Consider these (excerpts from) comments:
The windows methods are more efficient than FileStream in opening and copying files. Window copy does not open the file.
Wrong:
CopyFile
does open the file and read it in chunks, writing the chunks to the destination file. Also, I'd love to see a benchmark for said claim. Sure, managed code adds some overhead, but once JITted and all it comes down to the same Windows API calls.Irrelevant to the post: the question was about how to remove bytes from the beginning of a file.
Any DLL that is used in you app have to be in the same folder as the exe file for your project
Wrong: DLLs are searched for in a variety of locations and alternative locations can be given.
Irrelevant to the post: the DLL was already in the bin directory as stated in the question, it was a web application (no executable), it was probably about dependencies or version mismatches as usual when .NET claims it can't find a DLL.
An Http message cannot have binary data. You must use Convert to Base64 string. I would use FTP which has a binary mode. FTP is a sub class of HTTP which is meant to transfer files. FTP in binary mode automatically does the conversion to Base64 string.
Wrong: I don't even know where to begin. Not a single sentence holds any value.
DO NOT USE THE MDF FILE NAME IN THEN CONNECTION STRING!!! The database is already connected to the server and the server owns the file so you cannot connect.
Wrong: with LocalDB, you can use a filename in your connection string. The second sentence makes no sense whatsoever.

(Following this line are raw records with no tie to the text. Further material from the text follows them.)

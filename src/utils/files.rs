#![allow(clippy::result_large_err)]

use crate::core::error::AppError;
use crate::core::types::ErrorCategory;
use serde::{de::DeserializeOwned, Serialize};
use serde_json::{Map, Value};
use std::fs;
use std::path::Path;

/// Write `data` next to `path` and rename it into place.
pub fn atomic_write(path: &Path, data: &[u8]) -> Result<(), AppError> {
    if let Some(parent) = path.parent() {
        fs::create_dir_all(parent).map_err(|err| {
            AppError::new(
                ErrorCategory::IoError,
                format!("failed to create {}: {}", parent.display(), err),
            )
        })?;
    }
    let file_name = path
        .file_name()
        .map(|name| name.to_string_lossy().into_owned())
        .ok_or_else(|| {
            AppError::new(
                ErrorCategory::IoError,
                format!("{} does not name a file", path.display()),
            )
        })?;
    let tmp = path.with_file_name(format!(".{}.tmp", file_name));
    fs::write(&tmp, data).map_err(|err| {
        AppError::new(
            ErrorCategory::IoError,
            format!("failed to write {}: {}", tmp.display(), err),
        )
    })?;
    fs::rename(&tmp, path).map_err(|err| {
        AppError::new(
            ErrorCategory::IoError,
            format!("failed to move {} into place: {}", path.display(), err),
        )
    })?;
    Ok(())
}

/// Pretty JSON with object keys sorted at every level.
pub fn write_json_pretty<T: Serialize>(path: &Path, value: &T) -> Result<(), AppError> {
    let value = sort_keys(serde_json::to_value(value)?);
    let mut bytes = serde_json::to_vec_pretty(&value)?;
    bytes.push(b'\n');
    atomic_write(path, &bytes)
}

pub fn read_json<T: DeserializeOwned>(path: &Path) -> Result<T, AppError> {
    let bytes = fs::read(path).map_err(|err| {
        AppError::new(
            ErrorCategory::IoError,
            format!("failed to read {}: {}", path.display(), err),
        )
    })?;
    serde_json::from_slice(&bytes).map_err(|err| {
        AppError::new(
            ErrorCategory::SerializationError,
            format!("failed to parse {}: {}", path.display(), err),
        )
    })
}

fn sort_keys(value: Value) -> Value {
    match value {
        Value::Object(map) => {
            let mut entries: Vec<(String, Value)> = map.into_iter().collect();
            entries.sort_by(|a, b| a.0.cmp(&b.0));
            let mut sorted = Map::new();
            for (key, value) in entries {
                sorted.insert(key, sort_keys(value));
            }
            Value::Object(sorted)
        }
        Value::Array(items) => Value::Array(items.into_iter().map(sort_keys).collect()),
        other => other,
    }
}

A connection has three properties 1) Source IP address 2) Destination IP address 3) Port number. You can only have one connection where all three properties are the same. You are trying to open a second connection with the same parameters.
Wrong: source and destination port both count as a separate component of sockets. Otherwise you can't make two connections from one machine to the other at the same destination port. Your browser does this to download resources in parallel.

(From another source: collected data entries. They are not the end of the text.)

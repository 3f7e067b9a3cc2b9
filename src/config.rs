//! Configuration module for echo-bench.
//!
//! Supports both command-line arguments and TOML configuration file.
//! CLI arguments take precedence over config file values, which take
//! precedence over built-in defaults.

use clap::{Parser, Subcommand};
use serde::Deserialize;
use std::net::{AddrParseError, IpAddr, SocketAddr};
use std::path::PathBuf;
use thiserror::Error;

/// Command-line arguments for echo-bench
#[derive(Parser, Debug)]
#[command(name = "echo-bench")]
#[command(author = "echo-bench authors")]
#[command(version = "0.1.0")]
#[command(about = "TCP echo server and RTT/throughput load generator", long_about = None)]
pub struct CliArgs {
    /// Path to TOML configuration file
    #[arg(short, long, global = true)]
    pub config: Option<PathBuf>,

    /// Log level (trace, debug, info, warn, error)
    #[arg(long, global = true)]
    pub log_level: Option<String>,

    #[command(subcommand)]
    pub command: Option<Command>,
}

#[derive(Subcommand, Debug)]
pub enum Command {
    /// Run the echo server
    Server {
        /// Address to bind to
        ip: Option<String>,
        /// Port to bind to
        port: Option<u16>,
    },
    /// Run the load-generating client
    Client {
        /// Server address
        ip: Option<String>,
        /// Server port
        port: Option<u16>,
        /// Number of worker threads, one connection each
        num_threads: Option<usize>,
        /// Requests sent by each worker
        num_requests: Option<u64>,
    },
}

/// TOML configuration file structure
#[derive(Debug, Deserialize, Default)]
pub struct TomlConfig {
    #[serde(default)]
    pub server: ServerSection,
    #[serde(default)]
    pub client: ClientSection,
    #[serde(default)]
    pub logging: LoggingSection,
}

/// Server-related configuration. The client also targets this address.
#[derive(Debug, Deserialize)]
pub struct ServerSection {
    #[serde(default = "default_host")]
    pub host: String,
    #[serde(default = "default_port")]
    pub port: u16,
    /// Readiness events returned per wait call
    #[serde(default = "default_max_events")]
    pub max_events: usize,
    #[serde(default = "default_max_connections")]
    pub max_connections: usize,
    /// Listen backlog
    #[serde(default = "default_backlog")]
    pub backlog: i32,
}

impl Default for ServerSection {
    fn default() -> Self {
        Self {
            host: default_host(),
            port: default_port(),
            max_events: default_max_events(),
            max_connections: default_max_connections(),
            backlog: default_backlog(),
        }
    }
}

/// Client-related configuration
#[derive(Debug, Deserialize)]
pub struct ClientSection {
    #[serde(default = "default_threads")]
    pub threads: usize,
    #[serde(default = "default_requests")]
    pub requests: u64,
    #[serde(default = "default_max_events")]
    pub max_events: usize,
}

impl Default for ClientSection {
    fn default() -> Self {
        Self {
            threads: default_threads(),
            requests: default_requests(),
            max_events: default_max_events(),
        }
    }
}

/// Logging configuration
#[derive(Debug, Deserialize)]
pub struct LoggingSection {
    #[serde(default = "default_log_level")]
    pub level: String,
}

impl Default for LoggingSection {
    fn default() -> Self {
        Self {
            level: default_log_level(),
        }
    }
}

fn default_host() -> String {
    "127.0.0.1".to_string()
}

fn default_port() -> u16 {
    12345
}

fn default_max_events() -> usize {
    64
}

fn default_max_connections() -> usize {
    10_000
}

fn default_backlog() -> i32 {
    1024
}

fn default_threads() -> usize {
    4
}

fn default_requests() -> u64 {
    1_000_000
}

fn default_log_level() -> String {
    "info".to_string()
}

/// Resolved settings for the echo server loop.
#[derive(Debug, Clone)]
pub struct ServerConfig {
    pub addr: SocketAddr,
    pub max_events: usize,
    pub max_connections: usize,
    pub backlog: i32,
}

/// Resolved settings for the load-generating client.
#[derive(Debug, Clone)]
pub struct ClientConfig {
    pub addr: SocketAddr,
    pub threads: usize,
    pub requests: u64,
    pub max_events: usize,
}

#[derive(Debug, Clone)]
pub enum Mode {
    Server(ServerConfig),
    Client(ClientConfig),
}

/// Final resolved configuration
#[derive(Debug, Clone)]
pub struct Config {
    pub mode: Mode,
    pub log_level: String,
}

impl Config {
    /// Load configuration from the process arguments and optional TOML file.
    ///
    /// Returns `Ok(None)` when no runnable command was given; the usage
    /// message has already been printed in that case.
    pub fn load() -> Result<Option<Self>, ConfigError> {
        match CliArgs::try_parse() {
            Ok(cli) => Self::from_args(cli),
            Err(e) => {
                let _ = e.print();
                Ok(None)
            }
        }
    }

    /// Resolve parsed CLI arguments against the TOML file they name, if any.
    pub fn from_args(cli: CliArgs) -> Result<Option<Self>, ConfigError> {
        let Some(command) = cli.command else {
            let _ = <CliArgs as clap::CommandFactory>::command().print_help();
            return Ok(None);
        };

        let toml_config = match cli.config {
            Some(ref config_path) => {
                let contents = std::fs::read_to_string(config_path).map_err(|source| {
                    ConfigError::FileRead {
                        path: config_path.clone(),
                        source,
                    }
                })?;
                toml::from_str(&contents).map_err(|source| ConfigError::TomlParse {
                    path: config_path.clone(),
                    source,
                })?
            }
            None => TomlConfig::default(),
        };

        Self::resolve(command, cli.log_level, toml_config).map(Some)
    }

    /// Merge a subcommand with TOML values (CLI takes precedence).
    pub fn resolve(
        command: Command,
        log_level: Option<String>,
        toml_config: TomlConfig,
    ) -> Result<Self, ConfigError> {
        let TomlConfig {
            server,
            client,
            logging,
        } = toml_config;

        let mode = match command {
            Command::Server { ip, port } => Mode::Server(ServerConfig {
                addr: socket_addr(ip.unwrap_or(server.host), port.unwrap_or(server.port))?,
                max_events: server.max_events,
                max_connections: server.max_connections,
                backlog: server.backlog,
            }),
            Command::Client {
                ip,
                port,
                num_threads,
                num_requests,
            } => Mode::Client(ClientConfig {
                addr: socket_addr(ip.unwrap_or(server.host), port.unwrap_or(server.port))?,
                threads: num_threads.unwrap_or(client.threads),
                requests: num_requests.unwrap_or(client.requests),
                max_events: client.max_events,
            }),
        };

        Ok(Config {
            mode,
            log_level: log_level.unwrap_or(logging.level),
        })
    }
}

fn socket_addr(host: String, port: u16) -> Result<SocketAddr, ConfigError> {
    let ip: IpAddr = host
        .parse()
        .map_err(|e| ConfigError::InvalidAddress(host, e))?;
    Ok(SocketAddr::new(ip, port))
}

/// Configuration loading errors
#[derive(Debug, Error)]
pub enum ConfigError {
    #[error("Failed to read config file '{}': {source}", .path.display())]
    FileRead {
        path: PathBuf,
        source: std::io::Error,
    },
    #[error("Failed to parse config file '{}': {source}", .path.display())]
    TomlParse {
        path: PathBuf,
        source: toml::de::Error,
    },
    #[error("Invalid IP address '{0}': {1}")]
    InvalidAddress(String, #[source] AddrParseError),
}

#[cfg(test)]
mod tests {
    use super::*;

    fn parse(args: &[&str]) -> CliArgs {
        CliArgs::try_parse_from(args).unwrap()
    }

    #[test]
    fn test_default_config() {
        let config = TomlConfig::default();
        assert_eq!(config.server.host, "127.0.0.1");
        assert_eq!(config.server.port, 12345);
        assert_eq!(config.server.max_events, 64);
        assert_eq!(config.client.threads, 4);
        assert_eq!(config.client.requests, 1_000_000);
        assert_eq!(config.logging.level, "info");
    }

    #[test]
    fn test_toml_parsing() {
        let toml_str = r#"
            [server]
            host = "0.0.0.0"
            port = 7000
            max_connections = 128

            [client]
            threads = 8
            requests = 500

            [logging]
            level = "debug"
        "#;

        let config: TomlConfig = toml::from_str(toml_str).unwrap();
        assert_eq!(config.server.host, "0.0.0.0");
        assert_eq!(config.server.port, 7000);
        assert_eq!(config.server.max_connections, 128);
        assert_eq!(config.server.backlog, 1024);
        assert_eq!(config.client.threads, 8);
        assert_eq!(config.client.requests, 500);
        assert_eq!(config.client.max_events, 64);
        assert_eq!(config.logging.level, "debug");
    }

    #[test]
    fn test_server_defaults() {
        let cli = parse(&["echo-bench", "server"]);
        let config = Config::from_args(cli).unwrap().unwrap();
        match config.mode {
            Mode::Server(server) => {
                assert_eq!(server.addr, "127.0.0.1:12345".parse().unwrap());
                assert_eq!(server.max_events, 64);
            }
            other => panic!("unexpected: {:?}", other),
        }
        assert_eq!(config.log_level, "info");
    }

    #[test]
    fn test_client_positional_args() {
        let cli = parse(&["echo-bench", "client", "10.0.0.1", "9000", "2", "50"]);
        let config = Config::from_args(cli).unwrap().unwrap();
        match config.mode {
            Mode::Client(client) => {
                assert_eq!(client.addr, "10.0.0.1:9000".parse().unwrap());
                assert_eq!(client.threads, 2);
                assert_eq!(client.requests, 50);
            }
            other => panic!("unexpected: {:?}", other),
        }
    }

    #[test]
    fn test_cli_overrides_toml() {
        let toml_config: TomlConfig = toml::from_str(
            r#"
            [server]
            port = 7000
            [client]
            threads = 16
            [logging]
            level = "warn"
        "#,
        )
        .unwrap();

        let command = Command::Client {
            ip: None,
            port: None,
            num_threads: Some(3),
            num_requests: None,
        };
        let config = Config::resolve(command, Some("trace".into()), toml_config).unwrap();
        match config.mode {
            Mode::Client(client) => {
                assert_eq!(client.addr.port(), 7000);
                assert_eq!(client.threads, 3);
                assert_eq!(client.requests, 1_000_000);
            }
            other => panic!("unexpected: {:?}", other),
        }
        assert_eq!(config.log_level, "trace");
    }

    #[test]
    fn test_invalid_address() {
        let command = Command::Server {
            ip: Some("not-an-ip".into()),
            port: None,
        };
        let err = Config::resolve(command, None, TomlConfig::default()).unwrap_err();
        assert!(matches!(err, ConfigError::InvalidAddress(ref host, _) if host == "not-an-ip"));
    }

    #[test]
    fn test_unknown_subcommand_is_parse_error() {
        assert!(CliArgs::try_parse_from(["echo-bench", "bogus"]).is_err());
    }
}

These comments have the following in common:
- They're posted by the same user
- They're at most partially correct, or more common, grossly incorrect
- They're not incidents, but a pattern, the five above were posted in a two hour timespan
- The user keeps posting comments like this and ignores attempts of other users to correct them, or doubles down and starts trolling
I think these comments are harmful for the site, because they at least confuse the OP of the question or answer they are posted under, and they spread misinformation. This pattern has been going on for years, there's true comedy gold in their profile, but I don't think it's OK to have on the site.
I'm not certain they're doing this on purpose. Maybe they think they're correct, maybe they think they're helping. Knowing that I cannot change this person, but I desperately want them to stop spreading confusion, what can I do?
- Ignore it (not improving the site)
- Keep replying to them, hopefully at least educating the OP they're leaving these comments for (not very productive)
- Flag it with a custom mod message, mention that they're wrong, hope the mod follows up (not very productive)
- ...?
Edit 2020-01-15: it's happened again (multiple times since asking this question actually). A comment was posted to a non-repro question without relevant exception information:
What version of Net are you using (platform). The system library have namespace reserved for linq, but the linq is in a separate dll. So you the compiler will no give errors but you will get an exception when running. So for some reason the ling library is not installed or not part of the Net Library installed.
This is, again, nonsense in every way imaginable. I responded along the lines of:
@user, can you please stop doing this? This error is not being caused by LINQ being partially installed, you're confusing the OP and other readers deliberately.
It may or may not have contained harsher words like "nonsense" or "misinformation". Last time I checked, my comment had three upvotes.
A moderator came along, and deleted my comment, but theirs remains. I'm done.